Exercise Profile
  • Target Muscle Group
  • Exercise TypeStrength
  • Equipment RequiredDumbbell
  • MechanicsIsolation
  • Force TypePush (Bilateral)
  • Experience LevelBeginner
  • Secondary Muscles
Target Muscle Group


Triceps Muscle Anatomy Diagram

Seated Bent Over Tricep Dumbbell Kickback Overview

The seated bent over dumbbell kickback is a variation of the standing dumbbell kickback.

Seated bent over dumbbell kickbacks are an exercise used to isolate the muscles of the triceps.

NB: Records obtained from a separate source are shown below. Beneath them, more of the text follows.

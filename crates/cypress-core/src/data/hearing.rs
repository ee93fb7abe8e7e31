//! Hearing test record decoding
//!
//! The audiometer reports a hearing threshold level (HTL) for each ear at
//! each test frequency. A threshold field carries either a numeric dB
//! level or a two-letter outcome code; the code tables are checked first
//! because a bare numeric string is indistinguishable from a code by type
//! alone. Every code maps to a recommended action for the operator
//! (rerun, reinstruct the subject, or contact service).

use std::collections::HashMap;
use std::sync::LazyLock;

use regex::Regex;

use crate::device::audiometer::{
    LEFT_THRESHOLDS_AT, RECORD_LAYOUT, RIGHT_THRESHOLDS_AT, TEST_ORDER, THRESHOLD_WIDTH,
};

use super::layout::{decode_field, extract, FieldKind, FieldSpec};
use super::measurement::{Attribute, Measurement, Test, Value};

/// Metadata attributes a valid hearing test must carry
pub const REQUIRED_META: &[&str] = &["patient_id", "test_datetime"];

/// HTL outcome codes: code -> (error, recommended action)
static HTL_CODES: LazyLock<HashMap<&'static str, (&'static str, &'static str)>> =
    LazyLock::new(|| {
        HashMap::from([
            ("AA", ("NOT_TESTED", "RERUN_TEST")),
            ("E1", ("NO_THRESHOLD_FOUND", "RERUN_TEST")),
            ("E2", ("LEVEL_OUT_OF_RANGE", "RERUN_TEST")),
            ("E3", ("VERIFY_FAILED_1K", "REINSTRUCT_SUBJECT")),
            ("E4", ("RESPONSE_INCONSISTENT", "REINSTRUCT_SUBJECT")),
            ("E5", ("TRANSDUCER_FAULT", "CONTACT_SERVICE")),
            ("E6", ("AMBIENT_NOISE_HIGH", "RERUN_TEST")),
            ("E7", ("TEST_INTERRUPTED", "RERUN_TEST")),
            ("E8", ("CALIBRATION_EXPIRED", "CONTACT_SERVICE")),
            ("EA", ("EQUIPMENT_ERROR", "CONTACT_SERVICE")),
        ])
    });

/// A plain HTL is an optionally negative 1-3 digit dB value.
static HTL_LEVEL: LazyLock<Regex> =
    LazyLock::new(|| Regex::new(r"^-?\d{1,3}$").expect("static pattern"));

/// Decode one threshold field into a measurement for `side`/`label`.
fn decode_threshold(text: &str, side: &str, label: &str) -> Measurement {
    let mut m = Measurement::new();
    m.set("side", Attribute::new(Value::Text(side.to_string())));
    m.set("test", Attribute::new(Value::Text(label.to_string())));

    // Code tables first; only then may the text be read as a level.
    if let Some((error, outcome)) = HTL_CODES.get(text) {
        m.set("error", Attribute::new(Value::Text(error.to_string())));
        m.set("outcome", Attribute::new(Value::Text(outcome.to_string())));
    } else if HTL_LEVEL.is_match(text) {
        let level = text.parse::<i64>().map(Value::Int).unwrap_or(Value::Null);
        m.set("level", Attribute::with_units(level, "dB"));
    } else {
        m.set("level", Attribute::with_units(Value::Null, "dB"));
    }
    m
}

/// Decode one 139-byte audiometer record into a 16-measurement test.
pub fn decode(record: &[u8]) -> Test {
    let mut test = Test::new("audiometer", 16, REQUIRED_META);

    for field in RECORD_LAYOUT {
        test.set_meta(field.name, Attribute::new(decode_field(record, field)));
    }

    for (side, base) in [("left", LEFT_THRESHOLDS_AT), ("right", RIGHT_THRESHOLDS_AT)] {
        for (i, label) in TEST_ORDER.iter().enumerate() {
            let start = base + i * THRESHOLD_WIDTH;
            let spec = FieldSpec::new(start, start + THRESHOLD_WIDTH - 1, "htl", FieldKind::Text);
            let text = extract(record, &spec).unwrap_or_default();
            test.add_measurement(decode_threshold(&text, side, label));
        }
    }

    test
}

#[cfg(test)]
mod tests {
    use super::*;
    use pretty_assertions::assert_eq;

    /// Assemble a record with the given 16 threshold fields.
    fn sample_record(thresholds: &[&str; 16]) -> Vec<u8> {
        let mut body = String::new();
        body.push_str("A1234567"); // patient id
        body.push_str("03/15/2414:30:05"); // test datetime
        for t in thresholds {
            body.push_str(&format!("{:>3}", t));
        }
        while body.len() < 137 {
            body.push(' ');
        }
        let mut record = body.into_bytes();
        record.extend_from_slice(b"~\r");
        assert_eq!(record.len(), 139);
        record
    }

    fn all_levels() -> [&'static str; 16] {
        [
            "10", "015", "020", "25", "030", "035", "040", "45", //
            "10", "015", "020", "25", "030", "035", "040", "45",
        ]
    }

    #[test]
    fn test_full_decode() {
        let test = decode(&sample_record(&all_levels()));
        assert_eq!(test.measurement_count(), 16);
        assert!(test.is_valid());
        assert_eq!(
            test.metadata().get("patient_id").unwrap().value,
            Value::Text("A1234567".to_string())
        );
        // Century correction: 2-digit year "24" lands in 2024.
        let dt = test
            .metadata()
            .get("test_datetime")
            .unwrap()
            .value
            .as_date()
            .unwrap();
        assert_eq!(dt.format("%Y-%m-%d %H:%M:%S").to_string(), "2024-03-15 14:30:05");
    }

    #[test]
    fn test_error_vs_value_discrimination() {
        // "E3" must decode as a coded error with its outcome, never a level.
        let m = decode_threshold("E3", "left", "1000");
        assert!(m.get("level").is_none());
        assert_eq!(
            m.get("error").unwrap().value,
            Value::Text("VERIFY_FAILED_1K".to_string())
        );
        assert_eq!(
            m.get("outcome").unwrap().value,
            Value::Text("REINSTRUCT_SUBJECT".to_string())
        );

        // "023" is a plain 23 dB threshold with no error attribute.
        let m = decode_threshold("023", "left", "1000");
        assert!(m.get("error").is_none());
        assert_eq!(m.get("level").unwrap().value, Value::Int(23));
        assert_eq!(m.get("level").unwrap().units, Some("dB"));
    }

    #[test]
    fn test_negative_level() {
        let m = decode_threshold("-10", "right", "500");
        assert_eq!(m.get("level").unwrap().value, Value::Int(-10));
    }

    #[test]
    fn test_coded_measurement_is_still_valid() {
        // An errored threshold is a complete observation: the test remains
        // valid, the outcome tells the operator what to do next.
        let mut thresholds = all_levels();
        thresholds[3] = "E3";
        let test = decode(&sample_record(&thresholds));
        assert!(test.is_valid());
    }

    #[test]
    fn test_garbage_threshold_invalidates() {
        let mut thresholds = all_levels();
        thresholds[7] = "1x";
        let test = decode(&sample_record(&thresholds));
        assert_eq!(test.measurement_count(), 16);
        assert!(!test.is_valid());
    }

    #[test]
    fn test_unknown_code_is_not_a_level() {
        // "EB" is not in the code table and not numeric: null level.
        let m = decode_threshold("EB", "left", "500");
        assert!(m.get("level").unwrap().is_null());
        assert!(m.get("error").is_none());
    }

    #[test]
    fn test_sides_and_labels() {
        let test = decode(&sample_record(&all_levels()));
        let sides: Vec<_> = test
            .measurements()
            .iter()
            .map(|m| m.get("side").unwrap().value.as_text().unwrap().to_string())
            .collect();
        assert_eq!(&sides[..8], &["left"; 8]);
        assert_eq!(&sides[8..], &["right"; 8]);
        assert_eq!(
            test.measurements()[0].get("test").unwrap().value,
            Value::Text("1k_test".to_string())
        );
        assert_eq!(
            test.measurements()[15].get("test").unwrap().value,
            Value::Text("8000".to_string())
        );
    }
}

By performing kickbacks seated, you eliminate the core stability needed to perform them standing and eliminate momentum which can be generated while standing to move the weight.

Seated Bent Over Tricep Dumbbell Kickback Instructions

  1. Select the desired weight from the rack and sit on the end of a flat bench.
  2. Hinge forward and row the dumbbells into place.
  3. Let the other arm hang down from the shoulder while gripping the dumbbell.
  4. Row the dumbbells into position and then extend the elbow while flexing the tricep.
  5. Slowly lower the dumbbells back to the starting position and repeat for the desired number of repetitions.

Seated Bent Over Tricep Dumbbell Kickback Tips

  1. Hinge forward from the hips, there shouldn’t be excessive curvature within the lumbar spine.
  2. Exhale as you extend the dumbbell behind your body and flex the tricep.
  3. Keep the head in a fairly neutral position, focus on a spot on the floor and complete all of the assigned repetitions.